# Recover the root system from a root lattice

I am new to Lie algebra and have a maybe naive question about root system.

If we have a root system $$\Phi$$ we can associate it with a lattice $$\Lambda(\Phi)$$. I want to know how to recover the $$\Phi$$ from $$\Lambda(\Phi)$$? In particular I want to know that for type ADE, is $$\Phi$$ just the vectors in $$\Lambda$$ with minimal norm?

Edit

I note that my original question does not make much sense because non-isomorphic root systems may give the same lattice, for example $$A_1\times A_1$$ and $$B_2$$. So let's only consider the case of type ADE.

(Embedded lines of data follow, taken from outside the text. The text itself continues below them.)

//! Sectioned, paginated and searchable user list state.
//!
//! [`UserListController`] owns two fetch lanes: the browse lane feeding the
//! alphabetical [`GroupedIndex`], and the search lane feeding the flat
//! [`SearchState`] results. Fetches run on a [`FetchExecutor`]; their
//! completions are applied only from [`UserListController::process_completions`],
//! which the UI loop calls on its own thread. Everything the list widget and the
//! surrounding screen should react to is queued as a [`ListEvent`].

use std::sync::mpsc::{Receiver, Sender, channel};
use std::sync::{Arc, Mutex};

use tracing::{debug, info, warn};

use crate::error::FetchError;
use crate::fetch::{CursorId, FetchCompletion, FetchExecutor, FetchKind, SharedCursor, fetch_job};
use crate::grouping::GroupedIndex;
use crate::model::{IndexPath, Session, User, capitalized};
use crate::search::{SearchScope, SearchState};
use crate::source::{ListMode, UserSource, UsersRequest};

/// Message shown when a list has nothing to display.
pub const NO_USERS_FOUND: &str = "No users found";

/// Notifications for the list widget and its collaborators.
#[derive(Clone, Debug, PartialEq, Eq)]
pub enum ListEvent {
    /// Section or row contents changed; redraw.
    Reload,
    ShowEmptyState(String),
    ClearEmptyState,
    /// Whether any fetch is still in flight.
    Loading(bool),
    /// A refresh or pagination fetch failed.
    ShowError(FetchError),
    UserSelected { user: User, position: IndexPath },
    /// Navigate to a conversation with this user.
    OpenConversation(User),
}

struct Lane {
    id: CursorId,
    cursor: SharedCursor,
    in_flight: bool,
    exhausted: bool,
}

pub struct UserListController {
    session: Session,
    source: Box<dyn UserSource>,
    executor: Box<dyn FetchExecutor>,
    mode: ListMode,
    page_size: Option<usize>,
    index: GroupedIndex,
    search: SearchState,
    browse: Option<Lane>,
    search_lane: Option<Lane>,
    next_cursor: u64,
    tx: Sender<FetchCompletion>,
    rx: Receiver<FetchCompletion>,
    events: Vec<ListEvent>,
}
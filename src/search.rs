use crate::model::User;

/// Secondary filter applied on top of the keyword search.
#[derive(Clone, Copy, Debug, Default, PartialEq, Eq)]
pub enum SearchScope {
    #[default]
    All,
    AvailableOnly,
}

impl SearchScope {
    pub fn toggled(self) -> Self {
        match self {
            SearchScope::All => SearchScope::AvailableOnly,
            SearchScope::AvailableOnly => SearchScope::All,
        }
    }

    pub fn label(self) -> &'static str {
        match self {
            SearchScope::All => "all",
            SearchScope::AvailableOnly => "available",
        }
    }

    fn admits(self, user: &User) -> bool {
        match self {
            SearchScope::All => true,
            SearchScope::AvailableOnly => user.is_available(),
        }
    }
}

/// Query, scope and the flat result set of the current search session.
#[derive(Clone, Debug, Default)]
pub struct SearchState {
    pub session_open: bool,
    pub query: String,
    pub scope: SearchScope,
    results: Vec<User>,
}

impl SearchState {
    /// A session lists search results only once the user typed something or
    /// narrowed the scope.
    pub fn is_active(&self) -> bool {
        self.session_open && (!self.query.is_empty() || self.scope != SearchScope::All)
    }

    pub fn results(&self) -> &[User] {
        &self.results
    }

    /// Start the results over with `page`. Returns how many users the scope admitted.
    pub fn replace_results(&mut self, page: Vec<User>) -> usize {
        self.results.clear();
        self.append_results(page)
    }

    /// Returns how many users of `page` the scope admitted.
    pub fn append_results(&mut self, page: Vec<User>) -> usize {
        let scope = self.scope;
        let before = self.results.len();
        self.results.extend(page.into_iter().filter(|u| scope.admits(u)));
        self.results.len() - before
    }

    /// Close the session and forget query, scope and results.
    pub fn reset(&mut self) {
        *self = Self::default();
    }
}
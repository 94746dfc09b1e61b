//! userdir-tui binary entry point.
//!
//! Parses options, sets up file logging, initializes the terminal in raw mode,
//! runs the TUI event loop and restores the terminal state on exit.
//!
use anyhow::Context as _;
use clap::Parser;
use crossterm::event::{DisableMouseCapture, EnableMouseCapture};
use crossterm::execute;
use crossterm::terminal::{
    EnterAlternateScreen, LeaveAlternateScreen, disable_raw_mode, enable_raw_mode,
};
use ratatui::Terminal;
use ratatui::backend::CrosstermBackend;

use userdir_tui::app::{self, cli::Cli};

/// Initialize a Crossterm-backed `ratatui` terminal in raw mode.
fn init_terminal() -> anyhow::Result<Terminal<CrosstermBackend<std::io::Stdout>>> {
    enable_raw_mode()?;
    let mut stdout = std::io::stdout();
    execute!(stdout, EnterAlternateScreen, EnableMouseCapture)?;
    let backend = CrosstermBackend::new(stdout);
    let terminal = Terminal::new(backend)?;
    Ok(terminal)
}

/// Program entry point: run the TUI and report any top-level error to stderr.
fn main() -> anyhow::Result<()> {
    let cli = Cli::parse();
    app::cli::init_tracing(&cli)?;
    let state = app::cli::build_app(&cli);

    let mut terminal = init_terminal().context("init terminal")?;

    let res = app::run(&mut terminal, state);

    disable_raw_mode().ok();
    execute!(
        terminal.backend_mut(),
        LeaveAlternateScreen,
        DisableMouseCapture
    )
    .ok();
    terminal.show_cursor().ok();

    if let Err(err) = res {
        tracing::error!(error = %err, "application error");
        eprintln!("application error: {err:#}");
    }
    Ok(())
}
//! Keybinding configuration: parse `keybinds.conf`, provide defaults, and map keys to actions.
//!
//! Bindings map `(KeyModifiers, KeyCode)` pairs to [`KeyAction`]s. An action
//! listed in the config file is bound to exactly the keys listed for it;
//! actions the file does not mention keep their defaults.

use std::collections::HashSet;

use crossterm::event::{KeyCode, KeyEvent, KeyModifiers};

use crate::error::{Context, Result, simple_error};

/// Semantic keyboard actions in normal mode.
#[derive(Clone, Copy, Debug, PartialEq, Eq, Hash)]
pub enum KeyAction {
    Quit,
    /// Open the search prompt.
    StartSearch,
    /// Close the search session and return to the grouped list.
    CancelSearch,
    /// Drop the list and fetch it again from the first page.
    Refresh,
    /// Toggle the "available only" search scope.
    ToggleScope,
    /// Cycle between all users, friends and disabled.
    CycleMode,
    OpenHelp,
    /// Open a conversation with the selected user.
    Select,
    MoveUp,
    MoveDown,
    PageUp,
    PageDown,
    Top,
    Bottom,
    Ignore,
}

const ACTIONS: [(&str, KeyAction); 15] = [
    ("Quit", KeyAction::Quit),
    ("StartSearch", KeyAction::StartSearch),
    ("CancelSearch", KeyAction::CancelSearch),
    ("Refresh", KeyAction::Refresh),
    ("ToggleScope", KeyAction::ToggleScope),
    ("CycleMode", KeyAction::CycleMode),
    ("OpenHelp", KeyAction::OpenHelp),
    ("Select", KeyAction::Select),
    ("MoveUp", KeyAction::MoveUp),
    ("MoveDown", KeyAction::MoveDown),
    ("PageUp", KeyAction::PageUp),
    ("PageDown", KeyAction::PageDown),
    ("Top", KeyAction::Top),
    ("Bottom", KeyAction::Bottom),
    ("Ignore", KeyAction::Ignore),
];

#[derive(Clone, Debug)]
pub struct Keymap {
    bindings: std::collections::HashMap<(KeyModifiers, KeyCode), KeyAction>,
}

impl Keymap {
    /// Default bindings: arrows and vim keys for movement, `/` search, `r` refresh.
    pub fn new_defaults() -> Self {
        use KeyCode::*;
        use KeyModifiers as M;
        let mut bindings = std::collections::HashMap::new();
        bindings.insert((M::NONE, Char('q')), KeyAction::Quit);
        bindings.insert((M::CONTROL, Char('c')), KeyAction::Quit);
        bindings.insert((M::NONE, Char('/')), KeyAction::StartSearch);
        bindings.insert((M::NONE, Esc), KeyAction::CancelSearch);
        bindings.insert((M::NONE, Char('r')), KeyAction::Refresh);
        bindings.insert((M::NONE, Tab), KeyAction::ToggleScope);
        bindings.insert((M::NONE, Char('m')), KeyAction::CycleMode);
        bindings.insert((M::NONE, Char('?')), KeyAction::OpenHelp);
        bindings.insert((M::NONE, Enter), KeyAction::Select);
        bindings.insert((M::NONE, Up), KeyAction::MoveUp);
        bindings.insert((M::NONE, Down), KeyAction::MoveDown);
        bindings.insert((M::NONE, Char('k')), KeyAction::MoveUp);
        bindings.insert((M::NONE, Char('j')), KeyAction::MoveDown);
        bindings.insert((M::NONE, PageUp), KeyAction::PageUp);
        bindings.insert((M::NONE, PageDown), KeyAction::PageDown);
        bindings.insert((M::NONE, Home), KeyAction::Top);
        bindings.insert((M::NONE, End), KeyAction::Bottom);
        bindings.insert((M::NONE, Char('g')), KeyAction::Top);
        // Shift+g arrives as 'G' with or without the SHIFT flag depending on the terminal
        bindings.insert((M::NONE, Char('G')), KeyAction::Bottom);
        bindings.insert((M::SHIFT, Char('G')), KeyAction::Bottom);
        Self { bindings }
    }

    /// Load bindings from `path`, writing a commented default file if it does not exist.
    pub fn load_or_init(path: &str) -> Self {
        if std::path::Path::new(path).exists() {
            return Self::from_file(path).unwrap_or_else(|e| {
                tracing::warn!(error = %e, "falling back to default keybindings");
                Self::default()
            });
        }
        let km = Self::default();
        if let Err(e) = km.write_file(path) {
            tracing::warn!(error = %e, path, "could not write keybindings file");
        }
        km
    }

    /// Read `Action = KeySpec` lines. An action named in the file loses its
    /// default keys; actions the file never mentions keep them. Lines that do
    /// not parse are logged and skipped.
    pub fn from_file(path: &str) -> Result<Self> {
        let contents = std::fs::read_to_string(path).with_ctx(|| format!("reading keybindings {path}"))?;
        Ok(Self::from_lines(&contents))
    }

    fn from_lines(contents: &str) -> Self {
        let mut map = Self::default();
        let mut rebound: HashSet<KeyAction> = HashSet::new();
        for (lineno, raw) in contents.lines().enumerate() {
            let line = raw.trim();
            if line.is_empty() || line.starts_with('#') {
                continue;
            }
            match parse_binding(line) {
                Ok((key, action)) => {
                    if rebound.insert(action) {
                        map.bindings.retain(|_, a| *a != action);
                    }
                    map.bindings.insert(key, action);
                }
                Err(e) => tracing::warn!(line = lineno + 1, error = %e, "skipping keybinding"),
            }
        }
        map
    }

    pub fn write_file(&self, path: &str) -> std::io::Result<()> {
        use std::fmt::Write as _;
        let mut buf = String::new();
        buf.push_str("# userdir-tui keybindings\n");
        buf.push_str("# Format: <Action> = <KeySpec>, one line per key\n");
        buf.push_str("# Listing an action replaces its default keys; unlisted actions keep theirs\n");
        buf.push_str("# KeySpec examples: q, Ctrl+c, Enter, Esc, Tab, Up, Down, PageUp, PageDown, Home, End, /, r\n");
        let names: Vec<&str> = ACTIONS.iter().map(|(n, _)| *n).collect();
        let _ = writeln!(&mut buf, "# Actions: {}\n", names.join(", "));

        let mut rows: Vec<(&str, String)> = self
            .bindings
            .iter()
            .map(|((mods, code), action)| (format_action(*action), Self::format_key(*mods, *code)))
            .collect();
        rows.sort();
        for (action, key) in rows {
            let _ = writeln!(&mut buf, "{} = {}", action, key);
        }

        std::fs::write(path, buf)
    }

    pub fn resolve(&self, key: &KeyEvent) -> Option<KeyAction> {
        self.bindings.get(&(key.modifiers, key.code)).copied()
    }

    /// Snapshot of all bindings as ((modifiers, code), action) pairs.
    pub fn all_bindings(&self) -> Vec<((KeyModifiers, KeyCode), KeyAction)> {
        self.bindings.iter().map(|(k, v)| (*k, *v)).collect()
    }

    /// Format a key (modifiers + code) into a spec like "Ctrl+c" or "PageDown".
    pub fn format_key(mods: KeyModifiers, code: KeyCode) -> String {
        use KeyCode::*;
        let base = match code {
            Enter => "Enter".to_string(),
            Esc => "Esc".to_string(),
            Tab => "Tab".to_string(),
            BackTab => "BackTab".to_string(),
            Up => "Up".to_string(),
            Down => "Down".to_string(),
            Left => "Left".to_string(),
            Right => "Right".to_string(),
            PageUp => "PageUp".to_string(),
            PageDown => "PageDown".to_string(),
            Home => "Home".to_string(),
            End => "End".to_string(),
            Delete => "Delete".to_string(),
            Char(c) => c.to_string(),
            _ => format!("{:?}", code),
        };
        if mods.contains(KeyModifiers::CONTROL) {
            format!("Ctrl+{}", base)
        } else {
            base
        }
    }
}

impl Default for Keymap {
    fn default() -> Self {
        Self::new_defaults()
    }
}

fn parse_binding(line: &str) -> Result<((KeyModifiers, KeyCode), KeyAction)> {
    let (lhs, rhs) = line
        .split_once('=')
        .ok_or_else(|| simple_error(format!("missing '=' in '{line}'")))?;
    let action = parse_action(lhs).ok_or_else(|| simple_error(format!("unknown action '{}'", lhs.trim())))?;
    let key = parse_key(rhs).ok_or_else(|| simple_error(format!("unknown key '{}'", rhs.trim())))?;
    Ok((key, action))
}

fn parse_key(spec: &str) -> Option<(KeyModifiers, KeyCode)> {
    use KeyCode::*;
    let s = spec.trim();
    let (mods, rest) = match s.strip_prefix("Ctrl+") {
        Some(after) => (KeyModifiers::CONTROL, after),
        None => (KeyModifiers::NONE, s),
    };
    let code = match rest {
        "Enter" => Enter,
        "Esc" | "Escape" => Esc,
        "Tab" => Tab,
        "BackTab" => BackTab,
        "Up" => Up,
        "Down" => Down,
        "Left" => Left,
        "Right" => Right,
        "PageUp" => PageUp,
        "PageDown" => PageDown,
        "Home" => Home,
        "End" => End,
        "Delete" => Delete,
        _ => {
            let mut chars = rest.chars();
            match (chars.next(), chars.next()) {
                (Some(c), None) => Char(c),
                _ => return None,
            }
        }
    };
    Some((mods, code))
}

fn parse_action(s: &str) -> Option<KeyAction> {
    let s = s.trim();
    ACTIONS.iter().find(|(name, _)| *name == s).map(|(_, a)| *a)
}

pub fn format_action(a: KeyAction) -> &'static str {
    ACTIONS
        .iter()
        .find(|(_, action)| *action == a)
        .map(|(name, _)| *name)
        .unwrap_or("Ignore")
}

#[cfg(test)]
mod tests {
	use super::*;

	fn key(code: KeyCode, mods: KeyModifiers) -> KeyEvent {
		KeyEvent::new(code, mods)
	}

	#[test]
	fn defaults_resolve() {
		let km = Keymap::default();
		assert_eq!(km.resolve(&key(KeyCode::Char('/'), KeyModifiers::NONE)), Some(KeyAction::StartSearch));
		assert_eq!(km.resolve(&key(KeyCode::Char('c'), KeyModifiers::CONTROL)), Some(KeyAction::Quit));
		assert_eq!(km.resolve(&key(KeyCode::F(5), KeyModifiers::NONE)), None);
	}

	#[test]
	fn binding_lines_parse() {
		assert_eq!(
			parse_binding("Refresh = Ctrl+r").unwrap(),
			((KeyModifiers::CONTROL, KeyCode::Char('r')), KeyAction::Refresh)
		);
		assert_eq!(
			parse_binding("Bottom=End").unwrap(),
			((KeyModifiers::NONE, KeyCode::End), KeyAction::Bottom)
		);
		assert!(parse_binding("Explode = x").is_err());
		assert!(parse_binding("Quit = Hyper+x").is_err());
		assert!(parse_binding("Quit").is_err());
	}

	#[test]
	fn rebinding_an_action_drops_its_default_keys() {
		let km = Keymap::from_lines("Refresh = x\nRefresh = Ctrl+r\nbogus line\n");
		assert_eq!(km.resolve(&key(KeyCode::Char('x'), KeyModifiers::NONE)), Some(KeyAction::Refresh));
		assert_eq!(km.resolve(&key(KeyCode::Char('r'), KeyModifiers::CONTROL)), Some(KeyAction::Refresh));
		assert_eq!(km.resolve(&key(KeyCode::Char('r'), KeyModifiers::NONE)), None);
		// untouched actions keep every default key
		assert_eq!(km.resolve(&key(KeyCode::Char('q'), KeyModifiers::NONE)), Some(KeyAction::Quit));
	}

	#[test]
	fn action_names_round_trip() {
		for (name, action) in ACTIONS {
			assert_eq!(parse_action(name), Some(action));
			assert_eq!(format_action(action), name);
		}
	}
}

• What do you consider the root lattice to be? An abstract $\mathbb{Z}$-module, a subset of a Euclidean space, ... Commented Oct 1, 2018 at 13:36
• @Joppy A subset of a Euclidean space, or equivalently, a $\mathbb Z$-module together with the inner product. Sorry for did not make myself clear, but I mentioned "minimal norm" so I assumed you could guess so :) Commented Oct 1, 2018 at 14:19
• Related: mathoverflow.net/q/293756/27465 Commented Oct 3, 2018 at 21:59
• It is indeed true. The vectors in $\Lambda$ of minimal norm ($>0$) are usually normalized to have norm $\sqrt{2}$ and give you back precisely the root system $\Phi$ as it is proved case by case for type $\mathsf{ADE}$ in [the Wikipedia page on root systems][1]. [1]: en.wikipedia.org/wiki/Root_system Commented Oct 14, 2018 at 11:51
• @user213008 That's very nice. But I didn't see the statement on the wiki page? Commented Oct 14, 2018 at 22:03

The vectors in $$\Lambda$$ of minimal norm ($$>0$$) are usually normalized to have norm $$\sqrt{2}$$ and give you back precisely the root system $$\Phi$$ as it is proved case by case for type $$\mathsf{ADE}$$ in the Wikipedia page on root systems.
It is not explicitly stated like this. But look under the section "Explicit construction of the irreducible root systems", read those subsection for type $$\mathsf{ADE}$$. Each time the root system is defined upon the root lattice by vectors of length $$\sqrt{2}$$.